Canberra #3

We started the day with a hike to Mount Ainslie Lookout. It begins gradually and is quite steep for the last 30m or so. Many good views are afforded along the way, but the best are at the top. It took about 90 minutes return and where I wouldn’t advise a wheelchair, I did see three people using canes and walking quite slowly. Many people are in training gear and run past slower people like me.

Remember it was bushfire season so excuse the misty photos.

Black Mountain Tower affords some fabulous views, we were told, but unfortunately with the fires the smoke haze made visibility poor. It is still an interesting building and an easy drive from the main sights.

There is a viewing gallery, a theater and a cafe, as well as a telecommunications museum. It is also called Telstra Tower and the actual tower rises almost 200m above the summit. Your visit wouldn’t be longer than an hour, I think.

Questacon is on the other side of Lake Burley Griffin and is an extraordinary collection of interactive Science and Technology activities (over 200 I believe) that are designed to entertain, educate and inspire schoolchildren to pursue careers in that area.
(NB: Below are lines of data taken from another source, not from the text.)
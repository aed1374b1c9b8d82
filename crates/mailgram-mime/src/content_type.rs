//! `Content-Type` and `Content-Disposition` values.

use crate::encoding::decode_rfc2231;
use crate::error::{Error, Result};
use std::collections::{BTreeMap, HashMap};

/// A parsed `Content-Type` value.
///
/// Parameter names are lowercased; RFC 2231 continuations are already joined.
#[derive(Debug, Clone, PartialEq, Eq)]
pub struct ContentType {
    /// Top-level type, lowercased.
    pub main_type: String,
    /// Subtype, lowercased.
    pub sub_type: String,
    /// Decoded parameters keyed by lowercase name.
    pub parameters: HashMap<String, String>,
}

impl ContentType {
    /// Builds a value without parameters.
    #[must_use]
    pub fn new(main_type: impl Into<String>, sub_type: impl Into<String>) -> Self {
        Self {
            main_type: main_type.into(),
            sub_type: sub_type.into(),
            parameters: HashMap::new(),
        }
    }

    /// The RFC 2045 default for parts without a `Content-Type` header.
    #[must_use]
    pub fn text_plain() -> Self {
        Self::new("text", "plain")
    }

    /// Declared charset label, if any.
    #[must_use]
    pub fn charset(&self) -> Option<&str> {
        self.parameters.get("charset").map(String::as_str)
    }

    /// Multipart delimiter, if any.
    #[must_use]
    pub fn boundary(&self) -> Option<&str> {
        self.parameters.get("boundary").map(String::as_str)
    }

    /// Returns the `name` parameter, used by older mailers for filenames.
    #[must_use]
    pub fn name(&self) -> Option<&str> {
        self.parameters.get("name").map(String::as_str)
    }

    /// `true` for any `multipart/*` type.
    #[must_use]
    pub fn is_multipart(&self) -> bool {
        self.main_type.eq_ignore_ascii_case("multipart")
    }

    /// Checks if this is an image content type.
    #[must_use]
    pub fn is_image(&self) -> bool {
        self.main_type.eq_ignore_ascii_case("image")
    }

    /// Checks the `type/subtype` pair, ignoring parameters.
    #[must_use]
    pub fn is(&self, main_type: &str, sub_type: &str) -> bool {
        self.main_type.eq_ignore_ascii_case(main_type) && self.sub_type.eq_ignore_ascii_case(sub_type)
    }

    /// Returns `type/subtype` without parameters.
    #[must_use]
    pub fn essence(&self) -> String {
        format!("{}/{}", self.main_type, self.sub_type)
    }

    /// Parses a header value.
    ///
    /// Format: `type/subtype; param1=value1; param2="value 2"`
    ///
    /// # Errors
    ///
    /// Returns an error if the `type/subtype` pair is missing.
    pub fn parse(s: &str) -> Result<Self> {
        let (type_str, params) = s.split_once(';').unwrap_or((s, ""));

        let (main_type, sub_type) = type_str
            .trim()
            .split_once('/')
            .ok_or_else(|| Error::InvalidContentType(format!("Missing subtype in {s:?}")))?;

        let main_type = main_type.trim().to_lowercase();
        let sub_type = sub_type.trim().to_lowercase();
        if main_type.is_empty() || sub_type.is_empty() {
            return Err(Error::InvalidContentType(format!("Empty type in {s:?}")));
        }

        let mut content_type = Self::new(main_type, sub_type);
        content_type.parameters = parse_parameters(params);
        Ok(content_type)
    }
}

/// Disposition kind from a `Content-Disposition` header.
#[derive(Debug, Clone, Copy, PartialEq, Eq)]
pub enum DispositionKind {
    /// Displayed as part of the message.
    Inline,
    /// Meant to be saved separately.
    Attachment,
    /// Any other token.
    Other,
}

/// Parsed `Content-Disposition` header.
#[derive(Debug, Clone, PartialEq, Eq)]
pub struct Disposition {
    /// Disposition kind.
    pub kind: DispositionKind,
    /// Parameters, with RFC 2231 values already decoded.
    pub parameters: HashMap<String, String>,
}

impl Disposition {
    /// Parses a disposition header value. Never fails.
    #[must_use]
    pub fn parse(s: &str) -> Self {
        let (kind, params) = s.split_once(';').unwrap_or((s, ""));
        let kind = match kind.trim().to_lowercase().as_str() {
            "inline" => DispositionKind::Inline,
            "attachment" => DispositionKind::Attachment,
            _ => DispositionKind::Other,
        };
        Self {
            kind,
            parameters: parse_parameters(params),
        }
    }

    /// Returns the filename parameter if present.
    #[must_use]
    pub fn filename(&self) -> Option<&str> {
        self.parameters.get("filename").map(String::as_str)
    }
}

/// Parses `; key=value; key2="quoted; value"` into a map.
///
/// Keys are lowercased. RFC 2231 extended (`key*`) and continued
/// (`key*0`, `key*1*`) parameters are reassembled and decoded, and take
/// precedence over a plain parameter with the same name.
fn parse_parameters(input: &str) -> HashMap<String, String> {
    let mut plain = HashMap::new();
    // name -> (section index -> (is_extended, raw value))
    let mut extended: HashMap<String, BTreeMap<u32, (bool, String)>> = HashMap::new();

    for param in split_unquoted(input, ';') {
        let Some((key, value)) = param.split_once('=') else {
            continue;
        };
        let key = key.trim().to_lowercase();
        let value = unquote(value.trim());
        if key.is_empty() {
            continue;
        }

        let Some((name, section)) = key.split_once('*') else {
            plain.insert(key, value);
            continue;
        };

        // `name*` / `name*N` / `name*N*`
        let (index, is_extended) = match section.strip_suffix('*') {
            Some(index) => (index, true),
            None if section.is_empty() => ("", true),
            None => (section, false),
        };
        let index = if index.is_empty() {
            0
        } else {
            match index.parse::<u32>() {
                Ok(index) => index,
                Err(_) => continue,
            }
        };
        extended
            .entry(name.to_string())
            .or_default()
            .insert(index, (is_extended, value));
    }

    for (name, sections) in extended {
        // Only an extended first section carries the `charset'lang'` prefix.
        let mut encoded = match sections.get(&0) {
            Some((true, _)) => String::new(),
            _ => String::from("''"),
        };
        for (is_extended, value) in sections.into_values() {
            if is_extended {
                encoded.push_str(&value);
            } else {
                // Plain sections stay literal inside an encoded value.
                encoded.push_str(&value.replace('%', "%25"));
            }
        }
        plain.insert(name, decode_rfc2231(&encoded));
    }

    plain
}

/// Splits on `sep` outside of double-quoted strings.
fn split_unquoted(input: &str, sep: char) -> Vec<&str> {
    let mut parts = Vec::new();
    let mut in_quotes = false;
    let mut escaped = false;
    let mut start = 0;

    for (i, ch) in input.char_indices() {
        match ch {
            _ if escaped => escaped = false,
            '\\' if in_quotes => escaped = true,
            '"' => in_quotes = !in_quotes,
            c if c == sep && !in_quotes => {
                parts.push(&input[start..i]);
                start = i + c.len_utf8();
            }
            _ => {}
        }
    }
    parts.push(&input[start..]);
    parts
}

fn unquote(value: &str) -> String {
    match value
        .strip_prefix('"')
        .and_then(|v| v.strip_suffix('"'))
    {
        Some(inner) => {
            let mut out = String::with_capacity(inner.len());
            let mut chars = inner.chars();
            while let Some(c) = chars.next() {
                if c == '\\' {
                    if let Some(next) = chars.next() {
                        out.push(next);
                    }
                } else {
                    out.push(c);
                }
            }
            out
        }
        None => value.trim_matches('"').to_string(),
    }
}

#[cfg(test)]
#[allow(
    clippy::unwrap_used,
    clippy::redundant_clone,
    clippy::manual_string_new,
    clippy::needless_collect,
    clippy::unreadable_literal,
    clippy::used_underscore_items,
    clippy::similar_names
)]
mod tests {
    use super::*;

    #[test]
    fn test_content_type_legacy_charset() {
        let ct = ContentType::parse("text/plain;charset=koi8-r;format=flowed").unwrap();
        assert!(ct.is("text", "plain"));
        assert_eq!(ct.charset(), Some("koi8-r"));
        assert_eq!(ct.parameters.get("format").map(String::as_str), Some("flowed"));
    }

    #[test]
    fn test_content_type_parse_case() {
        let ct = ContentType::parse("Text/HTML; Charset=\"ISO-8859-1\"").unwrap();
        assert!(ct.is("text", "html"));
        assert_eq!(ct.charset(), Some("ISO-8859-1"));
        assert_eq!(ct.essence(), "text/html");
    }

    #[test]
    fn test_content_type_boundary_with_specials() {
        let ct = ContentType::parse("Multipart/Alternative;\r\n boundary=\"=_a1b2/c3=\"").unwrap();
        assert!(ct.is_multipart());
        assert_eq!(ct.boundary(), Some("=_a1b2/c3="));
    }

    #[test]
    fn test_content_type_quoted_semicolon() {
        let ct = ContentType::parse("application/pdf; name=\"a;b.pdf\"").unwrap();
        assert_eq!(ct.name(), Some("a;b.pdf"));
    }

    #[test]
    fn test_content_type_missing_subtype() {
        assert!(ContentType::parse("text").is_err());
        assert!(ContentType::parse("/plain").is_err());
    }

    #[test]
    fn test_disposition_parse() {
        let d = Disposition::parse("attachment; filename=\"report.pdf\"");
        assert_eq!(d.kind, DispositionKind::Attachment);
        assert_eq!(d.filename(), Some("report.pdf"));

        let d = Disposition::parse("INLINE");
        assert_eq!(d.kind, DispositionKind::Inline);
        assert_eq!(d.filename(), None);
    }

    #[test]
    fn test_disposition_rfc2231_filename() {
        let d = Disposition::parse("attachment; filename*=UTF-8''%E6%8A%A5%E5%91%8A.pdf");
        assert_eq!(d.filename(), Some("报告.pdf"));
    }

    #[test]
    fn test_disposition_rfc2231_continuation() {
        let d = Disposition::parse(
            "attachment; filename*0*=utf-8''long%20; filename*1=name.txt; filename=\"fallback\"",
        );
        assert_eq!(d.filename(), Some("long name.txt"));
    }
}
I have been there with my children, with school classes and this time it was just for me and I could have spent another hour or more there. We stayed 2 hours as it was, watching, trying, pressing, drawing, thinking, puzzling and marvelling. The free fall was fascinating, but I wouldn’t try it.

The National Gallery is very near here, so we walked there, along the Lake, enjoying the sculptures and what was on offer in the grounds, and not entering. There were a few reasons for this, among which was the advertising of the outdoor sculptures and the Skyspace. So that is what we spent an hour and a half viewing.

Staying in the region, we headed for New Parliament House. It’s an impressive building, right from its approach, and has a wealth of architecture and marble.

The House of Representatives has a green room, just as it did on the old P.H. and the Senate is red, as before. When parliament is sitting, between 4000 and 5000 people are employed there.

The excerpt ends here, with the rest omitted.